I guess you really haven't given your screen name much thought.


----------



## iwasthere (17 Jan 2009)

_Ummm?

Who are you?

Do you know anything about security measures?  Do you think that the instructions to making a dirty bomb should be freely accessable by just anyone, on the internet?  What about the "Weapons for Dummies" sites?  Should they be wide open to anyone who may want to know how to do God knows what with weapons?

I guess you really haven't given your screen name much thought._

Ugh... there's always one person like you isn't there? Doomsday scenario.... really it was an honest question. I mean you can find just about any thing on the internet and I was asking for stuff related to actual ordonance.. Jesus, it's a bloody weapons pams on drills, not how to make one at home yourself?

Let me guess, you haven't left that bunker since 9/11 now have ya?


----------



## GAP (17 Jan 2009)

And you could be Osama's second cousin by marriage......


----------



## iwasthere (17 Jan 2009)

_And you could be Osama's second cousin by marriage......_

Damn, you figured me out... trace my IP and send in the cops...lol... for the record it's third cousin.

I love consiparcy theorists.


----------



## Nfld Sapper (17 Jan 2009)

Remember the front page of the pams?



> WARNING
> ALTHOUGH NOT CLASSIFIED, THIS PUBLICATION, OR ANY PART OF IT,
> MAY BE EXEMPT FROM DISCLOSURE TO THE PUBLIC UNDER THE
> ACCESS TO INFORMATION ACT. ALL ELEMENTS OF INFORMATION
> ...



If you really need them got to your unit library and check them out or go to the DWAN/DIN and get the pdf version.


----------



## iwasthere (17 Jan 2009)

Thanks, a reply without cynicism... who would have thought.

I'm aware of that, just looking to update my personal library for my lessons.

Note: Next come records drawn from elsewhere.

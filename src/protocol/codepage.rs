//! # Codepage Encoding
//!
//! Device text is sent in a single-byte (or GBK double-byte) codepage chosen
//! by the printer descriptor. Every job opens with the matching table
//! selection so the printer and the encoder agree.
//!
//! | Codepage | Encoder | Selection |
//! |----------|---------|-----------|
//! | 437 | built-in table | `ESC t 0` |
//! | 866 | IBM866 | `ESC t 17` |
//! | 1250–1258 | windows-125x | `ESC t 16, 45..52` |
//! | 936 | GBK | `FS &` |
//! | 65001 | UTF-8 passthrough | none |
//!
//! Characters the codepage cannot represent become `?`.

use encoding_rs::Encoding;
use tracing::warn;

use super::{cp437, text};

/// Replacement byte for unmappable characters.
pub const REPLACEMENT: u8 = b'?';

/// A device codepage resolved from its numeric id.
#[derive(Debug, Clone, Copy, PartialEq, Eq)]
pub enum Codepage {
    Cp437,
    Utf8,
    Gbk,
    /// Single-byte table handled by `encoding_rs`, with its ESC t number
    Table {
        id: u16,
        encoding: &'static Encoding,
        table: u8,
    },
}

impl Codepage {
    /// Resolve a numeric codepage id. Unknown ids fall back to 437.
    pub fn from_id(id: u16) -> Self {
        let table = |encoding, table| Codepage::Table {
            id,
            encoding,
            table,
        };
        match id {
            437 => Codepage::Cp437,
            65001 => Codepage::Utf8,
            936 => Codepage::Gbk,
            866 => table(encoding_rs::IBM866, 17),
            1250 => table(encoding_rs::WINDOWS_1250, 45),
            1251 => table(encoding_rs::WINDOWS_1251, 46),
            1252 => table(encoding_rs::WINDOWS_1252, 16),
            1253 => table(encoding_rs::WINDOWS_1253, 47),
            1254 => table(encoding_rs::WINDOWS_1254, 48),
            1255 => table(encoding_rs::WINDOWS_1255, 49),
            1256 => table(encoding_rs::WINDOWS_1256, 50),
            1257 => table(encoding_rs::WINDOWS_1257, 51),
            1258 => table(encoding_rs::WINDOWS_1258, 52),
            other => {
                warn!(codepage = other, "unknown codepage, using 437");
                Codepage::Cp437
            }
        }
    }

    pub fn id(&self) -> u16 {
        match self {
            Codepage::Cp437 => 437,
            Codepage::Utf8 => 65001,
            Codepage::Gbk => 936,
            Codepage::Table { id, .. } => *id,
        }
    }

    /// Bytes that switch the printer to this codepage.
    pub fn select(&self) -> Vec<u8> {
        match self {
            Codepage::Cp437 => text::code_table(0),
            Codepage::Utf8 => Vec::new(),
            Codepage::Gbk => text::chinese_mode_on(),
            Codepage::Table { table, .. } => text::code_table(*table),
        }
    }

    /// Encode `s`, replacing unmappable characters with [`REPLACEMENT`].
    pub fn encode(&self, s: &str) -> Encoded {
        match self {
            Codepage::Utf8 => Encoded {
                bytes: s.as_bytes().to_vec(),
                unmapped: 0,
            },
            Codepage::Cp437 => {
                let mut out = Encoded::with_capacity(s.len());
                for ch in s.chars() {
                    match cp437::encode_char(ch) {
                        Some(b) => out.bytes.push(b),
                        None => out.replace(),
                    }
                }
                out
            }
            Codepage::Gbk => encode_with(encoding_rs::GBK, s),
            Codepage::Table { encoding, .. } => encode_with(encoding, s),
        }
    }
}

/// Codepage bytes of one string plus the count of replaced characters.
#[derive(Debug, Clone, PartialEq, Eq, Default)]
pub struct Encoded {
    pub bytes: Vec<u8>,
    pub unmapped: usize,
}

impl Encoded {
    fn with_capacity(n: usize) -> Self {
        Self {
            bytes: Vec::with_capacity(n),
            unmapped: 0,
        }
    }

    fn replace(&mut self) {
        self.bytes.push(REPLACEMENT);
        self.unmapped += 1;
    }
}

/// Per-char encode: `encoding_rs` would emit `&#NNNN;` for unmappable input.
fn encode_with(encoding: &'static Encoding, s: &str) -> Encoded {
    let mut out = Encoded::with_capacity(s.len());
    let mut buf = [0u8; 4];
    for ch in s.chars() {
        if ch.is_ascii() {
            out.bytes.push(ch as u8);
            continue;
        }
        let (bytes, _, had_errors) = encoding.encode(ch.encode_utf8(&mut buf));
        if had_errors {
            out.replace();
        } else {
            out.bytes.extend_from_slice(&bytes);
        }
    }
    out
}
//! Plain-text sinks.

use std::path::PathBuf;

use async_trait::async_trait;
use tracing::info;

use super::{PrintReport, Sink};
use crate::error::{Result, TagprintError};
use crate::layout::Document;
use crate::printer::PrinterDescriptor;
use crate::transport::Spooler;

/// Writes the flattened document to a file, replacing its contents.
pub struct TextSink {
    descriptor: PrinterDescriptor,
    path: PathBuf,
    spooler: Spooler,
}

impl TextSink {
    pub fn new(descriptor: PrinterDescriptor, path: PathBuf, spooler: Spooler) -> Self {
        Self {
            descriptor,
            path,
            spooler,
        }
    }
}

#[async_trait]
impl Sink for TextSink {
    fn descriptor(&self) -> &PrinterDescriptor {
        &self.descriptor
    }

    async fn print(&self, document: &Document) -> Result<PrintReport> {
        let device = self.path.display().to_string();
        let mut text = document.flatten();
        text.push('\n');

        let _guard = self.spooler.acquire(&device).await;
        tokio::fs::write(&self.path, &text)
            .await
            .map_err(|e| TagprintError::TransportUnavailable {
                device: device.clone(),
                reason: e.to_string(),
            })?;
        info!(%device, bytes = text.len(), "text written");
        Ok(PrintReport {
            destination: device,
            bytes: text.len(),
            skipped: Vec::new(),
        })
    }
}

/// Logs the flattened document and prints it to stdout.
pub struct DemoSink {
    descriptor: PrinterDescriptor,
}

impl DemoSink {
    pub fn new(descriptor: PrinterDescriptor) -> Self {
        Self { descriptor }
    }
}

#[async_trait]
impl Sink for DemoSink {
    fn descriptor(&self) -> &PrinterDescriptor {
        &self.descriptor
    }

    async fn print(&self, document: &Document) -> Result<PrintReport> {
        for line in document.text_lines() {
            info!(printer = %self.descriptor.name, "{}", line);
        }
        let text = document.flatten();
        println!("{}", text);
        Ok(PrintReport {
            destination: "stdout".to_string(),
            bytes: text.len(),
            skipped: Vec::new(),
        })
    }
}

Could a moderator close down this thread? As entertaining as it's been, the results have been as effective as a WOG in cbt.


----------



## PuckChaser (17 Jan 2009)

PM me a forces email address, and I can email you some PDF documents (I think those can get emailed into the DWAN). The pubs I have for C9 and C7 are from May 2005.


----------



## George Wallace (17 Jan 2009)

op_sec said:
			
		

> Damn, you figured me out... trace my IP and send in the cops...lol... for the record it's third cousin.
> 
> I love consiparcy theorists.



Yeah! And we like someone with a blank profile, posting once or twice from a DND computer who has a screen name that doesn't mean anything to him, but looks kool.

If you send PuckChaser a legit DWAN email address, he has offered to give you a hand.......or you could simply go to the Army Electronic Library and get frustrated when you publication number doesn't find an exact match.  Your choice.

You have your wish.

TOPIC LOCKED!


----------



## George Wallace (18 Jan 2009)

Sorry to post over a LOCK, but this is something that may be relevant in pointing out why such materials are no longer freely accessible over the internet from Government sites.

Perhaps this news article may generate some thought as to what your request may have been:  Teens' gun-spree plot alleged  found in the 18 Jan 2009 Winnipeg Free Press.  There is no need to contribute more information on weapons and weapons handling to people of questionable mental states or political ideologies,  who may use that information for less than legal purposes.


----------



## NomadWarriorSoul (23 Jan 2009)

Hi there... tried to access the link to brush up on weapon internal part names and field stripping etc, link is returning a 404 Not found.

Has it been moved, or removed from public access?  Just curious.. I imagine it's all old news to anyone serving but for someone like me trying to get in it's nice to brush up on for studying.


----------



## George Wallace (23 Jan 2009)

As we discussed in another topic on just this matter:  yes it has been removed from public access.


----------